Between 1999 and 2003, levels of suspended particles in the air have decreased in the United States: to 10% for fine particles of less than 2,5 microns in diameter (PM2,5) - the most dangerous to health - and 7 % for those with less than 10 microns (PM10).
On 25 years, these declines even reach the 30%, according to estimates by the Environmental Protection Agency (EPA), which publishes this week an inventory of particulate pollution across the territory (http://www.epa.gov/airtrends/).

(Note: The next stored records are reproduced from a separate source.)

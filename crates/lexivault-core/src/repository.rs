//! Word repository
//!
//! The orchestration layer: decides which store serves each operation,
//! falls back from primary to embedded, and reconciles locally-stranded
//! writes back to the primary on demand.
//!
//! Availability is computed fresh for every call. No "primary is down"
//! flag survives between operations, so a transient outage never strands
//! writes in the embedded store permanently.

use tracing::{debug, error, info, warn};

use crate::embedded::EmbeddedStore;
use crate::error::RepositoryError;
use crate::models::{
    KnownWords, Provenance, ReconcileReport, UpsertReceipt, WordList, WordRecord,
};
use crate::primary::PrimaryWords;

/// Orchestrates the primary and embedded stores
pub struct WordRepository<P> {
    primary: P,
    embedded: EmbeddedStore,
}

impl<P: PrimaryWords> WordRepository<P> {
    pub fn new(primary: P, embedded: EmbeddedStore) -> Self {
        Self { primary, embedded }
    }

    /// The primary store client, for health reporting
    pub fn primary(&self) -> &P {
        &self.primary
    }

    /// The embedded store, for health reporting
    pub fn embedded(&self) -> &EmbeddedStore {
        &self.embedded
    }

    /// The set of known word keys
    ///
    /// Primary first, embedded on any failure; worst case an empty list.
    /// Never errors.
    pub async fn lookup_known_words(&self) -> KnownWords {
        if self.primary.probe().await {
            match self.primary.known_words().await {
                Ok(words) => {
                    return KnownWords {
                        words,
                        source: Provenance::Primary,
                    }
                }
                Err(e) => {
                    warn!("primary known-word lookup failed, falling back: {:#}", e)
                }
            }
        }

        match self.embedded.known_words() {
            Ok(words) => KnownWords {
                words,
                source: Provenance::Embedded,
            },
            Err(e) => {
                error!("embedded known-word lookup failed: {:#}", e);
                KnownWords {
                    words: Vec::new(),
                    source: Provenance::Embedded,
                }
            }
        }
    }

    /// Insert or update a word
    ///
    /// The key is normalized (trimmed, lowercased) before it touches either
    /// store. With both stores down this returns a structured
    /// `AllStoresDown` error and attempts no partial write.
    pub async fn upsert_word(
        &self,
        word: &str,
        meaning: &str,
        word_type: &str,
        context: &str,
    ) -> Result<UpsertReceipt, RepositoryError> {
        let word = word.trim().to_lowercase();
        if word.is_empty() {
            return Err(RepositoryError::Validation { field: "word" });
        }

        let primary_up = self.primary.probe().await;
        let embedded_status = self.embedded.check_status();

        if !primary_up && !embedded_status.is_active() {
            error!("both stores unavailable, cannot save '{}'", word);
            return Err(RepositoryError::AllStoresDown);
        }

        let record = WordRecord::new(&word, meaning, word_type, context);

        if primary_up {
            match self.primary.upsert(&record).await {
                Ok(outcome) => {
                    debug!("word '{}' written to primary store", word);
                    let mut record = record;
                    record.synced_to_primary = true;
                    return Ok(UpsertReceipt {
                        record,
                        outcome,
                        storage: Provenance::Primary,
                    });
                }
                Err(e) => {
                    warn!(
                        "primary upsert of '{}' failed, falling back to embedded: {:#}",
                        word, e
                    );
                }
            }
        }

        if !embedded_status.is_active() {
            return Err(RepositoryError::AllStoresDown);
        }

        let (record, outcome) = self.embedded.upsert(&word, meaning, word_type, context)?;
        info!("word '{}' saved to embedded store", word);
        Ok(UpsertReceipt {
            record,
            outcome,
            storage: Provenance::Embedded,
        })
    }

    /// All records, with the store that produced them
    pub async fn list_all_words(&self) -> Result<WordList, RepositoryError> {
        if self.primary.probe().await {
            match self.primary.all_words().await {
                Ok(words) => {
                    return Ok(WordList {
                        words,
                        source: Provenance::Primary,
                    })
                }
                Err(e) => warn!("primary word listing failed, falling back: {:#}", e),
            }
        }

        let words = self.embedded.list_all()?;
        Ok(WordList {
            words,
            source: Provenance::Embedded,
        })
    }

    /// Propagate unsynced embedded records to the primary store
    ///
    /// A snapshot of unsynced records is taken up front; writes landing
    /// mid-pass are picked up next time. Individual failures are logged and
    /// skipped. With the primary unavailable this is a benign no-op.
    pub async fn reconcile(&self) -> Result<ReconcileReport, RepositoryError> {
        if !self.primary.probe().await {
            info!("primary store unavailable, skipping reconciliation");
            return Ok(ReconcileReport {
                synced: 0,
                attempted: 0,
                message: "Primary store unavailable; nothing synced".to_string(),
            });
        }

        let unsynced = self.embedded.list_unsynced()?;
        if unsynced.is_empty() {
            return Ok(ReconcileReport {
                synced: 0,
                attempted: 0,
                message: "No words to synchronize".to_string(),
            });
        }

        let attempted = unsynced.len();
        let mut synced = 0;
        for record in &unsynced {
            match self.primary.upsert(record).await {
                Ok(_) => match self.embedded.mark_synced(&record.word) {
                    Ok(_) => synced += 1,
                    Err(e) => {
                        warn!("failed to flag '{}' as synced: {:#}", record.word, e)
                    }
                },
                Err(e) => {
                    warn!("failed to sync word '{}', skipping: {:#}", record.word, e)
                }
            }
        }

        info!("reconciliation synced {}/{} words", synced, attempted);
        Ok(ReconcileReport {
            synced,
            attempted,
            message: format!("Synced {} of {} words to the primary store", synced, attempted),
        })
    }
}
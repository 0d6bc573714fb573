//! Data models for Lexivault
//!
//! Defines the vocabulary record and the result types returned by the
//! word repository. Every read or write result carries a provenance tag
//! naming the store that actually served it.

use chrono::{DateTime, Utc};
use serde::{Deserialize, Serialize};
use std::fmt;

/// A vocabulary record
///
/// `word` is the unique key in both stores. Timestamps are persisted as
/// RFC 3339 text.
#[derive(Debug, Clone, Serialize, Deserialize, PartialEq)]
pub struct WordRecord {
    /// Store-assigned identity (SQLite rowid or Mongo ObjectId) as text
    #[serde(default, skip_serializing_if = "Option::is_none")]
    pub id: Option<String>,
    /// Normalized token, unique per store
    pub word: String,
    /// Free-text meaning
    #[serde(default)]
    pub meaning: String,
    /// Grammatical category (noun, verb, ...)
    #[serde(default, rename = "type")]
    pub word_type: String,
    /// Example sentence or usage context
    #[serde(default)]
    pub context: String,
    /// Set once at first insert
    pub created_at: DateTime<Utc>,
    /// Refreshed on every upsert
    pub updated_at: DateTime<Utc>,
    /// False until the record has been mirrored to the primary store
    #[serde(default)]
    pub synced_to_primary: bool,
}

impl WordRecord {
    /// Create a fresh, not-yet-persisted record
    pub fn new(
        word: impl Into<String>,
        meaning: impl Into<String>,
        word_type: impl Into<String>,
        context: impl Into<String>,
    ) -> Self {
        let now = Utc::now();
        Self {
            id: None,
            word: word.into(),
            meaning: meaning.into(),
            word_type: word_type.into(),
            context: context.into(),
            created_at: now,
            updated_at: now,
            synced_to_primary: false,
        }
    }
}

/// Which store served a request
#[derive(Debug, Clone, Copy, PartialEq, Eq, Serialize, Deserialize)]
#[serde(rename_all = "lowercase")]
pub enum Provenance {
    /// The remote document store
    Primary,
    /// The local fallback store
    Embedded,
    /// Neither store (failed writes only)
    None,
}

impl fmt::Display for Provenance {
    fn fmt(&self, f: &mut fmt::Formatter<'_>) -> fmt::Result {
        match self {
            Provenance::Primary => write!(f, "primary"),
            Provenance::Embedded => write!(f, "embedded"),
            Provenance::None => write!(f, "none"),
        }
    }
}

/// Whether an upsert inserted a new record or modified an existing one
#[derive(Debug, Clone, Copy, PartialEq, Eq, Serialize, Deserialize)]
#[serde(rename_all = "lowercase")]
pub enum UpsertOutcome {
    Created,
    Updated,
}

impl UpsertOutcome {
    pub fn is_created(self) -> bool {
        matches!(self, UpsertOutcome::Created)
    }
}

/// Result of a successful word upsert
#[derive(Debug, Clone, Serialize)]
pub struct UpsertReceipt {
    pub record: WordRecord,
    pub outcome: UpsertOutcome,
    /// Where the write landed
    pub storage: Provenance,
}

/// All records, tagged with the store that produced them
#[derive(Debug, Clone, Serialize)]
pub struct WordList {
    pub words: Vec<WordRecord>,
    pub source: Provenance,
}

/// The set of known word keys, tagged with its source
#[derive(Debug, Clone, Serialize)]
pub struct KnownWords {
    pub words: Vec<String>,
    pub source: Provenance,
}

/// Outcome of a reconciliation pass
#[derive(Debug, Clone, Serialize)]
pub struct ReconcileReport {
    /// Records confirmed written to the primary and flagged locally
    pub synced: usize,
    /// Records that were unsynced when the pass started
    pub attempted: usize,
    pub message: String,
}

/// Parse an RFC 3339 timestamp as stored by either backend
///
/// Unparseable values fall back to the current time rather than failing
/// the whole read.
pub(crate) fn parse_timestamp(value: &str) -> DateTime<Utc> {
    DateTime::parse_from_rfc3339(value)
        .map(|dt| dt.with_timezone(&Utc))
        .unwrap_or_else(|_| Utc::now())
}
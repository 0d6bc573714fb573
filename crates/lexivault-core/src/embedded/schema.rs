//! SQLite schema for the embedded word store
//!
//! A single `words` table keyed by the normalized token, plus a version
//! table for migrations. `synced_to_primary` marks records that have not
//! yet been mirrored to the primary store.

use rusqlite::{Connection, Result};

/// Current schema version for migrations
pub const SCHEMA_VERSION: i32 = 1;

/// Initialize the database schema
pub fn init_schema(conn: &Connection) -> Result<()> {
    conn.execute_batch(
        r#"
        -- Schema version tracking
        CREATE TABLE IF NOT EXISTS schema_info (
            key TEXT PRIMARY KEY,
            value TEXT NOT NULL
        );

        -- Vocabulary records
        CREATE TABLE IF NOT EXISTS words (
            id INTEGER PRIMARY KEY AUTOINCREMENT,
            word TEXT UNIQUE NOT NULL,
            meaning TEXT NOT NULL DEFAULT '',
            type TEXT NOT NULL DEFAULT '',
            context TEXT NOT NULL DEFAULT '',
            created_at TEXT NOT NULL,
            updated_at TEXT NOT NULL,
            synced_to_primary INTEGER NOT NULL DEFAULT 0
        );

        -- Listing is newest-first
        CREATE INDEX IF NOT EXISTS idx_words_created_at ON words(created_at);

        -- Reconciliation scans for unsynced records
        CREATE INDEX IF NOT EXISTS idx_words_synced ON words(synced_to_primary);
        "#,
    )?;

    // Set schema version
    conn.execute(
        "INSERT OR REPLACE INTO schema_info (key, value) VALUES ('version', ?)",
        [SCHEMA_VERSION.to_string()],
    )?;

    Ok(())
}

/// Get the current schema version from the database
pub fn get_schema_version(conn: &Connection) -> Result<Option<i32>> {
    let mut stmt = conn.prepare("SELECT value FROM schema_info WHERE key = 'version'")?;
    let result: Result<String> = stmt.query_row([], |row| row.get(0));

    match result {
        Ok(version_str) => Ok(version_str.parse().ok()),
        Err(rusqlite::Error::QueryReturnedNoRows) => Ok(None),
        Err(e) => Err(e),
    }
}

/// Check if schema needs initialization or migration
pub fn needs_init(conn: &Connection) -> bool {
    // Check if schema_info table exists
    let table_exists: bool = conn
        .prepare("SELECT 1 FROM sqlite_master WHERE type='table' AND name='schema_info'")
        .and_then(|mut stmt| stmt.exists([]))
        .unwrap_or(false);

    if !table_exists {
        return true;
    }

    match get_schema_version(conn) {
        Ok(Some(v)) => v < SCHEMA_VERSION,
        _ => true,
    }
}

But if the overall trend is positive, local situations appear very variable. The Los Angeles area, for example, California remains the most polluted in the country despite significant progress. While in the Northeast, PM2,5 rates have increased due to auto and industrial emissions. According to the EPA, the improvements noted in the Southeast and Midwest would be largely the Acid Rain Program of the fruit that has reduced to 33 1990 and 2003% in emissions of sulfur dioxide from power plants.
The agency also hopes that the implementation of the Clean Air Diesel Rule Nonroad, specifying the standards of fine particles, and the finalization of the Clean Air Interstate Rule will strengthen the results so far. Environmental movements meanwhile, while welcoming the government report, denouncing the repeated delays in the adoption of stricter rules, especially in the energy sector.